PROMPT.
Only the closing portion of the entries is to be reproduced: the line containing "fn set_marked(&self, marked: bool);" through the very last line, exactly as written.

Source records.
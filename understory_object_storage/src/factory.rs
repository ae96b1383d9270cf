// Copyright 2025 the Understory Authors
// SPDX-License-Identifier: Apache-2.0 OR MIT

//! Picking a backend at runtime.

use alloc::boxed::Box;
use kurbo::Size;
use understory_bsp::BspConfig;

use crate::direct::DirectStorage;
use crate::indexed::IndexedStorage;
use crate::linear::LinearStorage;
use crate::protocol::ObjectStorage;
use crate::storable::Storable;

/// The available storage backends.
#[derive(Clone, Copy, Debug, Default, PartialEq, Eq, Hash)]
pub enum StorageKind {
    /// [`LinearStorage`]: no spatial index.
    Linear,
    /// [`IndexedStorage`]: BSP tree of drawing-order positions.
    #[default]
    IndexedBsp,
    /// [`DirectStorage`]: BSP tree of object references.
    DirectBsp,
}

/// Create an empty storage of the given kind.
///
/// `config` only matters for the BSP backends.
pub fn new_storage<T: Storable + 'static>(
    kind: StorageKind,
    canvas: Size,
    config: BspConfig,
) -> Box<dyn ObjectStorage<T>> {
    log::debug!("new {kind:?} storage for a {}x{} canvas", canvas.width, canvas.height);
    match kind {
        StorageKind::Linear => Box::new(LinearStorage::new(canvas)),
        StorageKind::IndexedBsp => Box::new(IndexedStorage::with_config(canvas, config)),
        StorageKind::DirectBsp => Box::new(DirectStorage::with_config(canvas, config)),
    }
}
// Copyright 2025 the Understory Authors
// SPDX-License-Identifier: Apache-2.0 OR MIT

//! Transient marking used to de-duplicate query results.

use core::cell::Cell;

/// A scratch flag carried by items stored in a [`DirectTree`](crate::DirectTree).
///
/// Objects that straddle a split line live in several leaves. A query sets the mark the first
/// time it meets an object and clears every mark it set before returning, so callers never
/// observe a marked object between queries.
///
/// Setters take `&self`: queries run on shared references, so implementations use interior
/// mutability (typically a [`Cell<bool>`]).
pub trait Mark {
    /// Whether the item is currently marked.
    fn is_marked(&self) -> bool;

    /// Set or clear the mark.
    fn set_marked(&self, marked: bool);
}

impl Mark for Cell<bool> {
    #[inline]
    fn is_marked(&self) -> bool {
        self.get()
    }

    #[inline]
    fn set_marked(&self, marked: bool) {
        self.set(marked);
    }
}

ANSWER.
    fn set_marked(&self, marked: bool);
}

impl Mark for Cell<bool> {
    #[inline]
    fn is_marked(&self) -> bool {
        self.get()
    }

    #[inline]
    fn set_marked(&self, marked: bool) {
        self.set(marked);
    }
}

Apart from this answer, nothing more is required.